4. Give Yourself Time to Heal
Regaining trust won’t be a process that happens overnight. It will require you to remind yourself of the steps each of you are taking and how, together, you’re working to rebuild what you had before the challenge to your marriage. Over time, the reminders, in combination with continued growth (from both of you) will lead to a renewed sense of trust.

5. Take Baby Steps
As you work together to regain your trust in your marriage, take tiny steps until you are ready for larger ones. Perhaps the passion disappeared with the trust…then don’t expect yourself to regain it immediately. Taking small steps such as making his/her lunch (for work) or sending a “thinking of you” email during the workday will help you to begin adding the romance back to your marriage…a little bit at a time.

6. Date Each Other Again
Once trust has been lost, it’s important to go back to your beginning: dating each other again . When you’re emotionally ready, you must start from scratch at proving to one another why you were meant to be. Going out on a series of dates, complete with working to win one another’s heart , will help you to refocus on how your relationship began and where you can go (again) together.

7. Review Your Growth
Once you feel that you have renewed your trust in your marriage, review the entries that you made in your journal as you grew. Look at how far you traveled. Reviewing your journal will help prevent the challenge from getting in the way of your marriage in the future, as well as help you to see the personal growth that you’ve endured. Sharing your journal with your spouse will allow him/her to see into your journey and the steps that you’ve taken so that your trust in your marriage could be restored.

Relationship

What Next After the Trust is Broken 

If you broke your arm, one hour wouldn’t pass before you got the right team in place to start its healing. Yet, when our marriage is broken we often keep the pain hidden from those around us.  Shame and disappointment keep us from reaching out, so we shoulder the burden alone.

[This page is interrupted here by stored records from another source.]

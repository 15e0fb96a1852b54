//! Process configuration.
//!
//! Values come from an optional TOML file and are then overridden by
//! environment variables. Every section has defaults so an empty file is valid.

use serde::{Deserialize, Serialize};
use std::path::{Path, PathBuf};
use std::time::Duration;

use crate::error::{BridgeError, Result};

/// Default values
pub mod defaults {
    pub const BIND: &str = "127.0.0.1:8089";
    pub const MQTT_HOST: &str = "localhost";
    pub const MQTT_PORT: u16 = 1883;
    pub const MQTT_CLIENT_ID: &str = "skillbridge";
    pub const MQTT_KEEP_ALIVE_SECS: u64 = 60;
    pub const MQTT_CHANNEL_CAPACITY: usize = 64;
    pub const AAS_URL: &str = "http://localhost:8081";
    pub const AAS_TIMEOUT_SECS: u64 = 5;
    /// Wait for a terminal response
    pub const INVOCATION_TIMEOUT_SECS: f64 = 30.0;
    pub const COMMAND_MARKER: &str = "cmd";
    pub const DATA_MARKER: &str = "data";
    pub const SCHEMA_FETCH_TIMEOUT_SECS: u64 = 5;
}

/// Environment variable names
pub mod env_vars {
    pub const BIND: &str = "SKILLBRIDGE_BIND";
    pub const MQTT_HOST: &str = "SKILLBRIDGE_MQTT_HOST";
    pub const MQTT_PORT: &str = "SKILLBRIDGE_MQTT_PORT";
    pub const MQTT_USERNAME: &str = "SKILLBRIDGE_MQTT_USERNAME";
    pub const MQTT_PASSWORD: &str = "SKILLBRIDGE_MQTT_PASSWORD";
    pub const AAS_URL: &str = "SKILLBRIDGE_AAS_URL";
    pub const SKILLS_FILE: &str = "SKILLBRIDGE_SKILLS_FILE";
    pub const LOG_JSON: &str = "SKILLBRIDGE_LOG_JSON";
}

#[derive(Debug, Clone, PartialEq, Serialize, Deserialize)]
#[serde(default)]
pub struct ServerConfig {
    pub bind: String,
}

impl Default for ServerConfig {
    fn default() -> Self {
        Self {
            bind: defaults::BIND.to_string(),
        }
    }
}

/// MQTT broker connection settings.
#[derive(Debug, Clone, PartialEq, Serialize, Deserialize)]
#[serde(default)]
pub struct MqttConfig {
    pub host: String,
    pub port: u16,
    pub client_id: String,
    pub username: Option<String>,
    pub password: Option<String>,
    pub keep_alive_secs: u64,
    /// Request channel capacity of the MQTT client
    pub channel_capacity: usize,
}

impl Default for MqttConfig {
    fn default() -> Self {
        Self {
            host: defaults::MQTT_HOST.to_string(),
            port: defaults::MQTT_PORT,
            client_id: defaults::MQTT_CLIENT_ID.to_string(),
            username: None,
            password: None,
            keep_alive_secs: defaults::MQTT_KEEP_ALIVE_SECS,
            channel_capacity: defaults::MQTT_CHANNEL_CAPACITY,
        }
    }
}

impl MqttConfig {
    pub fn new(host: impl Into<String>, port: u16) -> Self {
        Self {
            host: host.into(),
            port,
            ..Default::default()
        }
    }

    /// Set MQTT authentication.
    pub fn with_auth(mut self, username: impl Into<String>, password: impl Into<String>) -> Self {
        self.username = Some(username.into());
        self.password = Some(password.into());
        self
    }
}

/// Shell server used for progress updates.
#[derive(Debug, Clone, PartialEq, Serialize, Deserialize)]
#[serde(default)]
pub struct AasConfig {
    pub base_url: String,
    pub timeout_secs: u64,
}

impl Default for AasConfig {
    fn default() -> Self {
        Self {
            base_url: defaults::AAS_URL.to_string(),
            timeout_secs: defaults::AAS_TIMEOUT_SECS,
        }
    }
}

#[derive(Debug, Clone, PartialEq, Serialize, Deserialize)]
#[serde(default)]
pub struct InvocationConfig {
    pub default_timeout_secs: f64,
    /// Topic segment marking a command topic
    pub command_marker: String,
    /// Topic segment replacing the command marker in response topics
    pub data_marker: String,
}

impl Default for InvocationConfig {
    fn default() -> Self {
        Self {
            default_timeout_secs: defaults::INVOCATION_TIMEOUT_SECS,
            command_marker: defaults::COMMAND_MARKER.to_string(),
            data_marker: defaults::DATA_MARKER.to_string(),
        }
    }
}

impl InvocationConfig {
    pub fn default_timeout(&self) -> Duration {
        duration_from_secs(self.default_timeout_secs)
    }
}

/// Longest accepted wait (one day).
const MAX_TIMEOUT_SECS: f64 = 86_400.0;

/// Convert fractional seconds; negative or non-finite values become zero.
pub fn duration_from_secs(secs: f64) -> Duration {
    if secs.is_finite() && secs > 0.0 {
        Duration::from_secs_f64(secs.min(MAX_TIMEOUT_SECS))
    } else {
        Duration::ZERO
    }
}

#[derive(Debug, Clone, PartialEq, Serialize, Deserialize)]
#[serde(default)]
pub struct SchemaConfig {
    pub fetch_timeout_secs: u64,
}

impl Default for SchemaConfig {
    fn default() -> Self {
        Self {
            fetch_timeout_secs: defaults::SCHEMA_FETCH_TIMEOUT_SECS,
        }
    }
}

/// Complete bridge configuration.
#[derive(Debug, Clone, Default, PartialEq, Serialize, Deserialize)]
#[serde(default)]
pub struct BridgeConfig {
    pub server: ServerConfig,
    pub mqtt: MqttConfig,
    pub aas: AasConfig,
    pub invocation: InvocationConfig,
    pub schema: SchemaConfig,
    /// JSON skill table loaded at startup
    pub skills_file: Option<PathBuf>,
}

impl BridgeConfig {
    /// Parse a TOML document.
    pub fn from_toml_str(text: &str) -> Result<Self> {
        toml::from_str(text).map_err(|e| BridgeError::Validation(format!("Invalid config: {}", e)))
    }

    /// Load from an optional file, then apply environment overrides.
    pub fn load(path: Option<&Path>) -> Result<Self> {
        let mut config = match path {
            Some(path) => {
                let text = std::fs::read_to_string(path).map_err(|e| {
                    BridgeError::Validation(format!("Cannot read {}: {}", path.display(), e))
                })?;
                Self::from_toml_str(&text)?
            }
            None => Self::default(),
        };
        config.apply_env(|key| std::env::var(key).ok());
        Ok(config)
    }

    /// Apply overrides from a variable lookup (the process environment in production).
    pub fn apply_env<F>(&mut self, lookup: F)
    where
        F: Fn(&str) -> Option<String>,
    {
        if let Some(bind) = lookup(env_vars::BIND) {
            self.server.bind = bind;
        }
        if let Some(host) = lookup(env_vars::MQTT_HOST) {
            self.mqtt.host = host;
        }
        if let Some(port) = lookup(env_vars::MQTT_PORT) {
            match port.parse() {
                Ok(port) => self.mqtt.port = port,
                Err(_) => tracing::warn!("Ignoring invalid {}: {}", env_vars::MQTT_PORT, port),
            }
        }
        if let Some(user) = lookup(env_vars::MQTT_USERNAME) {
            self.mqtt.username = Some(user);
        }
        if let Some(pass) = lookup(env_vars::MQTT_PASSWORD) {
            self.mqtt.password = Some(pass);
        }
        if let Some(url) = lookup(env_vars::AAS_URL) {
            self.aas.base_url = url;
        }
        if let Some(file) = lookup(env_vars::SKILLS_FILE) {
            self.skills_file = Some(PathBuf::from(file));
        }
    }
}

If you want to heal from this, you both need help. Counseling is necessary if you want to work through the fracture.  The numbers show that when a couple seeks counseling, over 90% feel positive about the steps forward, however measured. Those steps, in turn, act as the first movement toward reconciliation.

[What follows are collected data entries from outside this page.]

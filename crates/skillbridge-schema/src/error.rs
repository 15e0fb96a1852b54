//! Schema loading errors.

use skillbridge_core::BridgeError;
use thiserror::Error;

pub type SchemaResult<T> = std::result::Result<T, SchemaError>;

/// Errors raised while fetching or resolving a schema.
#[derive(Debug, Error, Clone, PartialEq)]
pub enum SchemaError {
    #[error("Invalid schema reference '{0}'")]
    InvalidReference(String),

    #[error("Unsupported schema location scheme: {0}")]
    UnsupportedScheme(String),

    #[error("Failed to fetch schema {url}: {message}")]
    Fetch { url: String, message: String },

    #[error("Failed to parse schema {url}: {message}")]
    Parse { url: String, message: String },

    #[error("Reference target not found: {0}")]
    PointerNotFound(String),
}

impl From<SchemaError> for BridgeError {
    fn from(e: SchemaError) -> Self {
        BridgeError::SchemaLoad(e.to_string())
    }
}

To start, the partner who cheated must confront the parts of her that are broken.  The infidelity reflects a lack of self love or an insatiable need for outside validation.  Her brokenness could have brought about this betrayal in your marriage, but if you want to save it, you both must find a way forward together. Seeking an outside, neutral perspective will guide you through the pain.

If there is still love between you, reach for a counselor, reach for your friends, but most importantly–reach out to save it.  Now.